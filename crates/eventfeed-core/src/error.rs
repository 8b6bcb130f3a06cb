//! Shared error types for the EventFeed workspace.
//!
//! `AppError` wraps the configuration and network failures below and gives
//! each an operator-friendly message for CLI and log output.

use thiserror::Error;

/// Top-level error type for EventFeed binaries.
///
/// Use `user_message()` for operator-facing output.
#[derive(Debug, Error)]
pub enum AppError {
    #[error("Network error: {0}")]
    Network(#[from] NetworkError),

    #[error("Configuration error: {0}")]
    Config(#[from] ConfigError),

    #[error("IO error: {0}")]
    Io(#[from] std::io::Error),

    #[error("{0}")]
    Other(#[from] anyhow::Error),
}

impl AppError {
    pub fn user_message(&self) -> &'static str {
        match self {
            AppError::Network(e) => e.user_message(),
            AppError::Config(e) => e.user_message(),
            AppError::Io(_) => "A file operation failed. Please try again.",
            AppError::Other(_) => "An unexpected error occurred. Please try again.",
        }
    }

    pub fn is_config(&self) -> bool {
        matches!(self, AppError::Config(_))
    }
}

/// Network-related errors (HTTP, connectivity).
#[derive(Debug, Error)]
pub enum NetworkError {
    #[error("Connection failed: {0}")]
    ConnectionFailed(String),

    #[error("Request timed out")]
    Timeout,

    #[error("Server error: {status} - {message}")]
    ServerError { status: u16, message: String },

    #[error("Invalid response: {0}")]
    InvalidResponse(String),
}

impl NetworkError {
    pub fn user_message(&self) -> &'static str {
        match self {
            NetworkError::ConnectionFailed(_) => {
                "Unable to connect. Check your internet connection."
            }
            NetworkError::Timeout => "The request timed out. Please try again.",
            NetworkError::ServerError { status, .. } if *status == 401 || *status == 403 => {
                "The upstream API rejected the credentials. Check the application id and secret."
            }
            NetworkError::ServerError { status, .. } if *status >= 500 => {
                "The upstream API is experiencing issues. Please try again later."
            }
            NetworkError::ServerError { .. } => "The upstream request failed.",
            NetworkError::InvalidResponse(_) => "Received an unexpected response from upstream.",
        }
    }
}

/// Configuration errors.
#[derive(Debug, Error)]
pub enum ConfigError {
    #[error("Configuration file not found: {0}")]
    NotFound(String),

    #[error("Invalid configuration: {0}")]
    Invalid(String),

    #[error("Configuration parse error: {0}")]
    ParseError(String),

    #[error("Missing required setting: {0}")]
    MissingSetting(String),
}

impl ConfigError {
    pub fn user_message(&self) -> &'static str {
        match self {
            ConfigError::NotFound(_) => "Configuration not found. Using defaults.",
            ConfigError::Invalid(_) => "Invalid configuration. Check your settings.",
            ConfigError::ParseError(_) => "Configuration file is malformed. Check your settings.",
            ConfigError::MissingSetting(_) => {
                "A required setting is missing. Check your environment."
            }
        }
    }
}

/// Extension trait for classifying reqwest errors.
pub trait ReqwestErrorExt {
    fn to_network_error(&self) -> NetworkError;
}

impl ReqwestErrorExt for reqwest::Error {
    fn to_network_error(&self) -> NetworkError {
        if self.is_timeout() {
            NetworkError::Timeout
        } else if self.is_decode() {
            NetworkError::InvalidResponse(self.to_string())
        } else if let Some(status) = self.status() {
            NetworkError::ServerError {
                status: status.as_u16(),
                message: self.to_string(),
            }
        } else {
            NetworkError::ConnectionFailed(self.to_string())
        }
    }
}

◆ Prompt
Among the entries above, say how many lines hold the word "trait". No other words belong in the answer.

◆ Exercise response
2